Well before her case ever made in to a trial, the alleged fraud of Theranos founder Elizabeth Holmes became the subject of a critically acclaimed non-fiction book and a hit documentary. Her lawyers have wrangled with federal prosecutors on Tuesday about how to weed out the most voracious news consumers of her high-profile case from the jury pool.
During the hearing, U.S. District Judge Edward J. Davila questioned whether interrogating jurors about their news diets would be necessary, and he also charted the course for a lengthy 13-week trial later this summer.
In July 2018, a grand jury indicted Holmes and her former chief operating officer Ramesh “Sunny” Balwani on 11 counts alleging that they defrauded investors of millions with false claims that their start-up Theranos would revolutionize blood testing using a few drops of blood in a so-called “nanotainer.” Now slated to begin on Aug. 31, Holmes’s trial was delayed because of the announcement of her pregnancy. The judge reportedly arranged for her to have a quiet room to nurse her newborn at her upcoming trial.
U.S. District Judge Edward J. Davila convened a hearing to prepare for trial, which he anticipated will last roughly 13 weeks. He said that the questionnaire will inform candidates that it could last even longer.
Prosecutors and defense attorneys both plan to voir dire the jurors.
If the questionnaire takes the form the defense requested, juror candidates will have to provided detailed information about their favored sources of news and information.

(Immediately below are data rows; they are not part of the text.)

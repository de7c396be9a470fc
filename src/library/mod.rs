//! Persistent library of inspected titles.
//!
//! Two kinds of files live in the data directory:
//!
//! - `titles.json`: the ordered registry of titles and their folders
//!   ([`LibraryIndex`])
//! - `entries/<title>.json`: the last inspection result of each title
//!   ([`EntryStore`])
//!
//! Both are rewritten atomically (temp file, then rename).

mod store;

pub use store::EntryStore;

use serde::{Deserialize, Serialize};
use std::path::{Path, PathBuf};
use tracing::{debug, info};

use crate::error::{Error, Result, ResultExt};

/// Registry file name inside the data directory.
pub const INDEX_FILE: &str = "titles.json";

/// Windows recycle bin at the top of a drive; never a title.
const RECYCLE_BIN: &str = "$RECYCLE.BIN";

/// One registered title.
#[derive(Debug, Clone, PartialEq, Eq, Serialize, Deserialize)]
pub struct TitleRecord {
    pub title: String,
    pub path: PathBuf,
}

/// Ordered list of registered titles.
#[derive(Debug, Clone)]
pub struct LibraryIndex {
    file: PathBuf,
    records: Vec<TitleRecord>,
}

impl LibraryIndex {
    /// Load the registry at `file`; a missing file is an empty registry.
    pub fn load(file: impl Into<PathBuf>) -> Result<Self> {
        let file = file.into();
        let records: Vec<TitleRecord> = match std::fs::read(&file) {
            Ok(bytes) => serde_json::from_slice(&bytes)
                .with_context(format!("parsing {}", file.display()))?,
            Err(e) if e.kind() == std::io::ErrorKind::NotFound => Vec::new(),
            Err(e) => return Err(Error::Io(e).context(format!("reading {}", file.display()))),
        };
        Ok(Self { file, records })
    }

    pub fn save(&self) -> Result<()> {
        write_json_atomic(&self.file, &self.records)?;
        debug!(target: "library::store", file = %self.file.display(), titles = self.records.len(), "Saved registry");
        Ok(())
    }

    pub fn records(&self) -> &[TitleRecord] {
        &self.records
    }

    pub fn titles(&self) -> Vec<&str> {
        self.records.iter().map(|r| r.title.as_str()).collect()
    }

    pub fn contains(&self, title: &str) -> bool {
        self.position(title).is_some()
    }

    pub fn path_of(&self, title: &str) -> Option<&Path> {
        self.position(title).map(|i| self.records[i].path.as_path())
    }

    fn position(&self, title: &str) -> Option<usize> {
        self.records.iter().position(|r| r.title == title)
    }

    pub fn contains_path(&self, path: &Path) -> bool {
        self.title_at(path).is_some()
    }

    /// Title registered for the folder `path`.
    pub fn title_at(&self, path: &Path) -> Option<&str> {
        self.records
            .iter()
            .find(|r| r.path == path)
            .map(|r| r.title.as_str())
    }

    /// Register a title; titles and folders are both unique.
    pub fn add(&mut self, title: &str, path: impl Into<PathBuf>) -> Result<()> {
        let path = path.into();
        validate_title(title)?;
        if self.contains(title) {
            return Err(Error::EntryExists(title.to_string()));
        }
        if let Some(existing) = self.title_at(&path) {
            return Err(Error::PathRegistered {
                path,
                title: existing.to_string(),
            });
        }
        self.records.push(TitleRecord {
            title: title.to_string(),
            path,
        });
        Ok(())
    }

    /// Register every folder under its own name, in the given order.
    ///
    /// Folders whose name or path is already taken, or whose name is not a
    /// usable title, are skipped rather than failing the batch.
    pub fn add_all(&mut self, folders: &[PathBuf]) -> AddAllSummary {
        let mut summary = AddAllSummary::default();
        for folder in folders {
            let Some(title) = default_title(folder) else {
                summary.skipped.push(folder.clone());
                continue;
            };
            match self.add(&title, folder) {
                Ok(()) => summary.added.push(title),
                Err(e) => {
                    debug!(target: "library::store", folder = %folder.display(), error = %e, "Skipping folder");
                    summary.skipped.push(folder.clone());
                }
            }
        }
        summary
    }

    pub fn remove(&mut self, title: &str) -> Result<TitleRecord> {
        let idx = self
            .position(title)
            .ok_or_else(|| Error::EntryNotFound(title.to_string()))?;
        Ok(self.records.remove(idx))
    }

    pub fn rename(&mut self, old: &str, new: &str) -> Result<()> {
        validate_title(new)?;
        if self.contains(new) {
            return Err(Error::EntryExists(new.to_string()));
        }
        let idx = self
            .position(old)
            .ok_or_else(|| Error::EntryNotFound(old.to_string()))?;
        self.records[idx].title = new.to_string();
        Ok(())
    }

    /// Take the title at `from` out and insert it at `to`.
    pub fn move_entry(&mut self, from: usize, to: usize) -> Result<()> {
        let len = self.records.len();
        if from >= len || to >= len {
            return Err(Error::InvalidOrder(format!(
                "cannot move {from} to {to} in a list of {len}"
            )));
        }
        let record = self.records.remove(from);
        self.records.insert(to, record);
        Ok(())
    }

    pub fn sort_by_title(&mut self) {
        self.records.sort_by(|a, b| a.title.cmp(&b.title));
    }
}

/// Outcome of [`LibraryIndex::add_all`].
#[derive(Debug, Clone, Default, PartialEq, Eq)]
pub struct AddAllSummary {
    pub added: Vec<String>,
    pub skipped: Vec<PathBuf>,
}

/// A folder's own name, the title it gets unless one is given.
pub fn default_title(folder: &Path) -> Option<String> {
    folder
        .file_name()
        .map(|name| name.to_string_lossy().into_owned())
}

/// Direct subfolders of `dir`, sorted by name, without the recycle bin.
pub fn subfolders(dir: &Path) -> Result<Vec<PathBuf>> {
    let mut folders = Vec::new();
    for item in std::fs::read_dir(dir).with_context(format!("reading {}", dir.display()))? {
        let item = item.with_context(format!("reading {}", dir.display()))?;
        if !item.file_type()?.is_dir() {
            continue;
        }
        if item.file_name().eq_ignore_ascii_case(RECYCLE_BIN) {
            continue;
        }
        folders.push(item.path());
    }
    folders.sort();
    Ok(folders)
}

/// Titles double as file names.
fn validate_title(title: &str) -> Result<()> {
    let trimmed = title.trim();
    if trimmed.is_empty()
        || trimmed != title
        || title == "."
        || title == ".."
        || title.contains(['/', '\\', '\0'])
    {
        return Err(Error::InvalidTitle(title.to_string()));
    }
    Ok(())
}

/// Registry and entry files of one data directory.
#[derive(Debug, Clone)]
pub struct Library {
    pub index: LibraryIndex,
    pub store: EntryStore,
}

impl Library {
    pub fn open(data_dir: &Path) -> Result<Self> {
        let index = LibraryIndex::load(data_dir.join(INDEX_FILE))?;
        let store = EntryStore::new(data_dir.join("entries"));
        Ok(Self { index, store })
    }

    /// Registered folder of `title`.
    pub fn root_of(&self, title: &str) -> Result<PathBuf> {
        self.index
            .path_of(title)
            .map(Path::to_path_buf)
            .ok_or_else(|| Error::EntryNotFound(title.to_string()))
    }

    /// Unregister a title, optionally deleting its stored entry.
    pub fn remove(&mut self, title: &str, delete_data: bool) -> Result<()> {
        self.index.remove(title)?;
        if delete_data {
            self.store.delete(title)?;
        }
        self.index.save()?;
        info!(target: "library::store", title, delete_data, "Removed title");
        Ok(())
    }

    /// Rename a title in the registry and its stored entry.
    pub fn rename(&mut self, old: &str, new: &str) -> Result<()> {
        self.index.rename(old, new)?;
        if self.store.exists(old) {
            self.store.rename(old, new)?;
        }
        self.index.save()?;
        info!(target: "library::store", old, new, "Renamed title");
        Ok(())
    }
}

/// Serialize `value` to `path` through a temp file and a rename.
pub(crate) fn write_json_atomic<T: Serialize + ?Sized>(path: &Path, value: &T) -> Result<()> {
    if let Some(dir) = path.parent() {
        std::fs::create_dir_all(dir).with_context(format!("creating {}", dir.display()))?;
    }
    let json = serde_json::to_vec_pretty(value)?;

    let mut temp = path.as_os_str().to_owned();
    temp.push(".tmp");
    let temp = PathBuf::from(temp);
    std::fs::write(&temp, json).with_context(format!("writing {}", temp.display()))?;
    std::fs::rename(&temp, path).with_context(format!("replacing {}", path.display()))?;
    Ok(())
}
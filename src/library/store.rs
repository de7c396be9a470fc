//! One JSON file per inspected title.

use std::path::PathBuf;
use tracing::debug;

use super::write_json_atomic;
use crate::error::{Error, Result, ResultExt};
use crate::model::LibraryEntry;

/// Directory of `<title>.json` entry files.
#[derive(Debug, Clone)]
pub struct EntryStore {
    dir: PathBuf,
}

impl EntryStore {
    pub fn new(dir: impl Into<PathBuf>) -> Self {
        Self { dir: dir.into() }
    }

    pub fn entry_path(&self, title: &str) -> PathBuf {
        self.dir.join(format!("{title}.json"))
    }

    pub fn exists(&self, title: &str) -> bool {
        self.entry_path(title).is_file()
    }

    pub fn load(&self, title: &str) -> Result<LibraryEntry> {
        self.load_optional(title)?
            .ok_or_else(|| Error::EntryNotFound(title.to_string()))
    }

    /// `None` when the title was never saved.
    pub fn load_optional(&self, title: &str) -> Result<Option<LibraryEntry>> {
        let path = self.entry_path(title);
        let bytes = match std::fs::read(&path) {
            Ok(bytes) => bytes,
            Err(e) if e.kind() == std::io::ErrorKind::NotFound => return Ok(None),
            Err(e) => return Err(Error::Io(e).context(format!("reading {}", path.display()))),
        };
        let entry: LibraryEntry = serde_json::from_slice(&bytes).with_context(format!("parsing {}", path.display()))?;
        Ok(Some(entry))
    }

    pub fn save(&self, entry: &LibraryEntry) -> Result<()> {
        let path = self.entry_path(&entry.title);
        write_json_atomic(&path, entry)?;
        debug!(
            target: "library::store",
            title = %entry.title,
            file = %path.display(),
            "Saved entry"
        );
        Ok(())
    }

    /// Delete a stored entry; returns whether there was one.
    pub fn delete(&self, title: &str) -> Result<bool> {
        let path = self.entry_path(title);
        match std::fs::remove_file(&path) {
            Ok(()) => {
                debug!(target: "library::store", title, "Deleted entry");
                Ok(true)
            }
            Err(e) if e.kind() == std::io::ErrorKind::NotFound => Ok(false),
            Err(e) => Err(Error::Io(e).context(format!("deleting {}", path.display()))),
        }
    }

    /// Store the entry of `old` under `new`, retitled.
    pub fn rename(&self, old: &str, new: &str) -> Result<()> {
        let mut entry = self.load(old)?;
        entry.title = new.to_string();
        self.save(&entry)?;
        self.delete(old)?;
        Ok(())
    }
}
//! Filename heuristics pairing a video with its sidecar files.
//!
//! There is no declared link between an episode and its subtitles or
//! companion audio, only naming conventions. [`MatchStrategy`] keeps the
//! heuristic swappable; [`StemMatcher`] is the convention used by release
//! groups:
//!
//! - companion audio: `ep01.mkv` pairs with `ep01.mka` in the same directory
//! - subtitles, tier A: `ep01.ass` (label `.ass`)
//! - subtitles, tier B: `ep01.chs.ass` (label `.chs.ass`)
//!
//! Ambiguous stems are not resolved: a subtitle may be reported for more
//! than one video when their names allow it.

use std::path::{Path, PathBuf};

/// An external subtitle file matched to a video.
#[derive(Debug, Clone, PartialEq, Eq)]
pub struct SubtitleMatch {
    pub path: PathBuf,
    /// Suffix shown for the track, e.g. `.ass` or `.chs.ass`
    pub label: String,
}

/// Pairs a video with candidate sidecar files from its directory.
pub trait MatchStrategy: Send + Sync {
    /// The companion audio file of `video`, if any candidate qualifies.
    fn companion<'a>(&self, video: &Path, candidates: &'a [PathBuf]) -> Option<&'a PathBuf>;

    /// Every candidate subtitle belonging to `video`, in candidate order.
    fn subtitles(&self, video: &Path, candidates: &[PathBuf]) -> Vec<SubtitleMatch>;
}

/// Matching by shared file stem.
#[derive(Debug, Clone, Copy, Default)]
pub struct StemMatcher;

impl StemMatcher {
    /// Tier A, then tier B.
    fn subtitle_label(video: &Path, subtitle: &Path) -> Option<String> {
        if subtitle.parent() != video.parent() {
            return None;
        }
        let video_name = video.file_name()?.to_str()?;
        let video_ext = video_name.rfind('.').map_or("", |i| &video_name[i..]);
        let subtitle_name = subtitle.file_name()?.to_str()?;

        let last_dot = subtitle_name.rfind('.')?;
        let stem = &subtitle_name[..last_dot];
        if format!("{stem}{video_ext}") == video_name {
            return Some(subtitle_name[last_dot..].to_string());
        }

        let second_dot = stem.rfind('.')?;
        let stem = &subtitle_name[..second_dot];
        if format!("{stem}{video_ext}") == video_name {
            return Some(subtitle_name[second_dot..].to_string());
        }
        None
    }
}

impl MatchStrategy for StemMatcher {
    fn companion<'a>(&self, video: &Path, candidates: &'a [PathBuf]) -> Option<&'a PathBuf> {
        let expected = video.with_extension("mka");
        candidates.iter().find(|c| {
            c.parent() == expected.parent()
                && c.file_name()
                    .zip(expected.file_name())
                    .is_some_and(|(a, b)| a.eq_ignore_ascii_case(b))
        })
    }

    fn subtitles(&self, video: &Path, candidates: &[PathBuf]) -> Vec<SubtitleMatch> {
        candidates
            .iter()
            .filter_map(|subtitle| {
                Self::subtitle_label(video, subtitle).map(|label| SubtitleMatch {
                    path: subtitle.clone(),
                    label,
                })
            })
            .collect()
    }
}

“Where pretrial publicity is ample, voir dire should ‘inquire of the jury what information they [have] obtained relative to the case and their source of knowledge,'” Holmes’s lawyer Amy Mason Saharia wrote in a 12-page legal brief on June 7. “There is no question that this is such a case, with publicity that, unlike in almost all other corporate cases, has uniquely focused on Ms. Holmes personally. This requires investigation of jurors’ media exposure, the content of that exposure, and its effects on the prospective jurors.”
The questionnaire proposed by Holmes’s defense team in particularly detailed in asking about jurors’ media diets, even singling out more than a dozen journalists who have covered the case by name. (A Law&Crime reporter was named among this subset.)
Prosecutors have cast the defense inquiry as “excessive” and “invasive.”
Justifying this inquiry, Holmes’s defense team wrote: “This is necessary in light of the vast but highly varied coverage of this case, and the fact that adverse coverage has been ongoing for nearly six years. But there are important, refined differences across these sources. Outlets have different readerships; the volume of pretrial coverage is higher in some than others; different outlets have focused on different features of the case; and some outlets are more inflammatory in tone, while others are prejudicial because they purport to provide “insider” accounts of the events at issue, much of which is contested and/or will be inadmissible at trial.”
Since founding the company in 2003, Holmes became what Forbes called the youngest female self-made billionaire and her company once valued $9 billion before it all came crashing down with an exposé by Wall Street Journal’s John Carreyrou: “Bad Blood: Secrets and Lies in a Silicon Valley Startup.”
Federal prosecutors charged Holmes and Balwani on the year of that book’s publication, alleging a vast scheme to hide the deficient performance of the product from investors, doctors and patients. Holmes and Balwani lied about the company’s financial health, their partnership with Walgreens, the importance of Food and Drug Administration approval and more, prosecutors say.